◆ PROBLEM DETAILS ◆
Copy out every line of the data that has the word "entries" somewhere in it.

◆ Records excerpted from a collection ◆
....

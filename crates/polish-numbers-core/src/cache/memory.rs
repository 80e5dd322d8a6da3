use std::collections::{BTreeMap, HashMap};
use std::sync::Arc;

use async_trait::async_trait;
use tokio::sync::RwLock;

use super::{CacheBucket, CacheStorage, CachedData, EntryInfo};
use crate::error::Result;
use crate::models::{Request, RequestKey, Response};

/// In-process cache storage. Contents live as long as the storage value.
#[derive(Default)]
pub struct MemoryStorage {
    buckets: RwLock<HashMap<String, Arc<MemoryBucket>>>,
}

impl MemoryStorage {
    pub fn new() -> Self {
        Self::default()
    }
}

#[async_trait]
impl CacheStorage for MemoryStorage {
    async fn open(&self, name: &str) -> Result<Arc<dyn CacheBucket>> {
        let mut buckets = self.buckets.write().await;
        let bucket: Arc<dyn CacheBucket> = buckets.entry(name.to_string()).or_default().clone();
        Ok(bucket)
    }

    async fn get(&self, name: &str) -> Result<Option<Arc<dyn CacheBucket>>> {
        let buckets = self.buckets.read().await;
        Ok(buckets
            .get(name)
            .map(|b| b.clone() as Arc<dyn CacheBucket>))
    }
}

#[derive(Default)]
pub struct MemoryBucket {
    entries: RwLock<BTreeMap<RequestKey, CachedData<Response>>>,
}

#[async_trait]
impl CacheBucket for MemoryBucket {
    async fn match_request(&self, request: &Request) -> Result<Option<Response>> {
        let entries = self.entries.read().await;
        Ok(entries.get(&request.key()).map(|c| c.data.clone()))
    }

    async fn put_all(&self, entries: Vec<(Request, Response)>) -> Result<()> {
        // One write lock for the whole batch: readers see all or nothing
        let mut stored = self.entries.write().await;
        for (request, response) in entries {
            stored.insert(request.key(), CachedData::new(response));
        }
        Ok(())
    }

    async fn entries(&self) -> Result<Vec<EntryInfo>> {
        let entries = self.entries.read().await;
        Ok(entries
            .iter()
            .map(|(key, cached)| EntryInfo {
                key: key.clone(),
                status: cached.data.status,
                size: cached.data.body.len(),
                cached_at: cached.cached_at,
            })
            .collect())
    }
}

....

◆ RESPONSE TO THIS TASK ◆
    entries: RwLock<BTreeMap<RequestKey, CachedData<Response>>>,
        let entries = self.entries.read().await;
        Ok(entries.get(&request.key()).map(|c| c.data.clone()))
    async fn put_all(&self, entries: Vec<(Request, Response)>) -> Result<()> {
        let mut stored = self.entries.write().await;
        for (request, response) in entries {
    async fn entries(&self) -> Result<Vec<EntryInfo>> {
        let entries = self.entries.read().await;
        Ok(entries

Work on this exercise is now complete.